▸ **What you are asked to do**: Your answer is the lines below, exactly, from the one that contains "settle(timeline, kind, cursor)" through the one that contains "timeline.finish(cursor.position);", both included.

▸ **Dataset records**:
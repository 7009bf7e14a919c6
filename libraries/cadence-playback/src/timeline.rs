//! Track-boundary crossing
//!
//! Moving time forward through a source is one pure function over a
//! [`Timeline`]: subtract the elapsed seconds, then keep stepping to the
//! next position while nothing is left of the current one. What happens at
//! the end of the source is decided by an [`EndPolicy`] derived from the
//! source kind and repeat mode.
//!
//! Ticks, `next` and a podcast forward that runs past an episode all go
//! through [`advance`] or [`settle`], so they share the same wrap-around
//! rules.

use crate::source::SourceKind;
use crate::types::{RepeatMode, Seconds};

/// Positions of a loaded source in play order
///
/// Positions are play order, not source order: while shuffle is enabled the
/// implementor maps them through the permutation.
pub trait Timeline {
    /// Number of positions
    fn len(&self) -> usize;

    /// Full length of the item at `position`
    fn duration(&self, position: usize) -> Seconds;

    /// Seconds available when playback enters `position`
    ///
    /// Defaults to the full duration; podcast timelines return a saved
    /// resume position instead when one exists.
    fn enter(&mut self, position: usize) -> Seconds {
        self.duration(position)
    }

    /// Called when the item at `position` has been played to its end
    fn finish(&mut self, _position: usize) {}

    fn is_empty(&self) -> bool {
        self.len() == 0
    }
}

/// What happens when the last position runs out
#[derive(Debug, Clone, Copy, PartialEq, Eq)]
pub enum EndPolicy {
    /// Unload
    Stop,

    /// Start over from the first position once, then behave like `Stop`
    WrapOnce,

    /// Start over from the first position, forever
    WrapForever,

    /// Never leave the current position
    LoopTrack,
}

impl EndPolicy {
    pub fn for_source(kind: SourceKind, repeat: RepeatMode) -> Self {
        match (repeat, kind.is_song_list()) {
            (RepeatMode::Off, _) => EndPolicy::Stop,
            (RepeatMode::Once, false) => EndPolicy::WrapOnce,
            (RepeatMode::All, false) | (RepeatMode::Once, true) => EndPolicy::WrapForever,
            (RepeatMode::All, true) => EndPolicy::LoopTrack,
        }
    }
}

/// Where playback is
#[derive(Debug, Clone, Copy, PartialEq, Eq)]
pub struct Cursor {
    /// Play-order position
    pub position: usize,

    /// Seconds left at `position`
    pub remaining: Seconds,

    /// Repeat mode; `WrapOnce` consumes it
    pub repeat: RepeatMode,
}

/// Result of moving a cursor
#[derive(Debug, Clone, Copy, PartialEq, Eq)]
pub enum Advance {
    Playing(Cursor),
    Exhausted,
}

/// Move `cursor` forward by `elapsed` seconds
///
/// A negative `elapsed` rewinds within the current position and never
/// crosses a boundary.
pub fn advance<T: Timeline + ?Sized>(
    timeline: &mut T,
    kind: SourceKind,
    cursor: Cursor,
    elapsed: Seconds,
) -> Advance {
    let cursor = Cursor {
        remaining: cursor.remaining.saturating_sub(elapsed),
        ..cursor
    };
    settle(timeline, kind, cursor)
}

/// Cross boundaries until the cursor has time left, or the source runs out
///
/// Terminates on any input: zero-length items are stepped over, a lap of
/// zero total length or a looped zero-length track counts as exhausted, and
/// whole laps are skipped arithmetically instead of one item at a time.
pub fn settle<T: Timeline + ?Sized>(timeline: &mut T, kind: SourceKind, mut cursor: Cursor) -> Advance {
    let len = timeline.len();
    if len == 0 || cursor.position >= len {
        return Advance::Exhausted;
    }

    while cursor.remaining <= 0 {
        let policy = EndPolicy::for_source(kind, cursor.repeat);

        if policy == EndPolicy::LoopTrack {
            let duration = timeline.duration(cursor.position);
            if duration <= 0 {
                return Advance::Exhausted;
            }
            cursor.remaining = wrap_into(cursor.remaining, duration);
            break;
        }

        timeline.finish(cursor.position);

        if cursor.position + 1 < len {
            cursor.position += 1;
        } else {
            match policy {
                EndPolicy::Stop => return Advance::Exhausted,
                EndPolicy::WrapOnce => {
                    cursor.repeat = RepeatMode::Off;
                    cursor.position = 0;
                }
                EndPolicy::WrapForever | EndPolicy::LoopTrack => {
                    let lap = lap_duration(timeline);
                    if lap <= 0 {
                        return Advance::Exhausted;
                    }
                    cursor.position = 0;
                    cursor.remaining = skip_laps(cursor.remaining, lap);
                }
            }
        }

        cursor.remaining = cursor.remaining.saturating_add(timeline.enter(cursor.position));
    }

    Advance::Playing(cursor)
}

/// Total length of one pass over the timeline
fn lap_duration<T: Timeline + ?Sized>(timeline: &T) -> Seconds {
    (0..timeline.len())
        .map(|position| timeline.duration(position))
        .fold(0, Seconds::saturating_add)
}

/// Add whole laps to a non-positive `remaining` until it lies in `(-lap, 0]`
fn skip_laps(remaining: Seconds, lap: Seconds) -> Seconds {
    let laps = remaining.saturating_neg() / lap;
    remaining.saturating_add(laps.saturating_mul(lap))
}

/// Add whole `duration`s to a non-positive `remaining` until it is positive
fn wrap_into(remaining: Seconds, duration: Seconds) -> Seconds {
    let laps = remaining.saturating_neg() / duration + 1;
    remaining.saturating_add(laps.saturating_mul(duration))
}
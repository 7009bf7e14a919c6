/// Command replay
use crate::error::Result;
use cadence_playback::{Command, Outcome, PlaybackRegistry, Seconds, Status};
use serde::{Deserialize, Serialize};
use std::io::{Read, Write};

/// What one command answered
#[derive(Debug, Clone, PartialEq, Eq, Deserialize, Serialize)]
pub struct ReplayOutput {
    pub command: String,
    pub user: String,
    pub timestamp: Seconds,

    #[serde(default, skip_serializing_if = "Option::is_none")]
    pub message: Option<String>,

    #[serde(default, skip_serializing_if = "Option::is_none")]
    pub stats: Option<Status>,
}

/// Parse a JSON array of command records
pub fn read_commands<R: Read>(reader: R) -> Result<Vec<Command>> {
    Ok(serde_json::from_reader(reader)?)
}

/// Run `commands` in order against `registry`
///
/// Commands that produce nothing to report (such as `clear`) have no
/// output entry.
pub fn replay(registry: &mut PlaybackRegistry, commands: Vec<Command>) -> Vec<ReplayOutput> {
    let mut outputs = Vec::with_capacity(commands.len());

    for command in commands {
        let name = command.kind.name();
        let user = command.username.clone();
        let timestamp = command.timestamp;

        let (message, stats) = match registry.execute(command) {
            Outcome::Message(message) => (Some(message), None),
            Outcome::Status(status) => (None, Some(status)),
            Outcome::Cleared => {
                tracing::debug!(user = %user, timestamp, "Session cleared");
                continue;
            }
        };

        outputs.push(ReplayOutput {
            command: name.to_string(),
            user,
            timestamp,
            message,
            stats,
        });
    }

    tracing::info!(
        commands = outputs.len(),
        users = registry.len(),
        "Replay finished"
    );
    outputs
}

/// Write results as a JSON array
pub fn write_results<W: Write>(writer: W, outputs: &[ReplayOutput], pretty: bool) -> Result<()> {
    if pretty {
        serde_json::to_writer_pretty(writer, outputs)?;
    } else {
        serde_json::to_writer(writer, outputs)?;
    }
    Ok(())
}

▸ **Exercise solution**:
    settle(timeline, kind, cursor)
}

/// Cross boundaries until the cursor has time left, or the source runs out
///
/// Terminates on any input: zero-length items are stepped over, a lap of
/// zero total length or a looped zero-length track counts as exhausted, and
/// whole laps are skipped arithmetically instead of one item at a time.
pub fn settle<T: Timeline + ?Sized>(timeline: &mut T, kind: SourceKind, mut cursor: Cursor) -> Advance {
    let len = timeline.len();
    if len == 0 || cursor.position >= len {
        return Advance::Exhausted;
    }

    while cursor.remaining <= 0 {
        let policy = EndPolicy::for_source(kind, cursor.repeat);

        if policy == EndPolicy::LoopTrack {
            let duration = timeline.duration(cursor.position);
            if duration <= 0 {
                return Advance::Exhausted;
            }
            cursor.remaining = wrap_into(cursor.remaining, duration);
            break;
        }

        timeline.finish(cursor.position);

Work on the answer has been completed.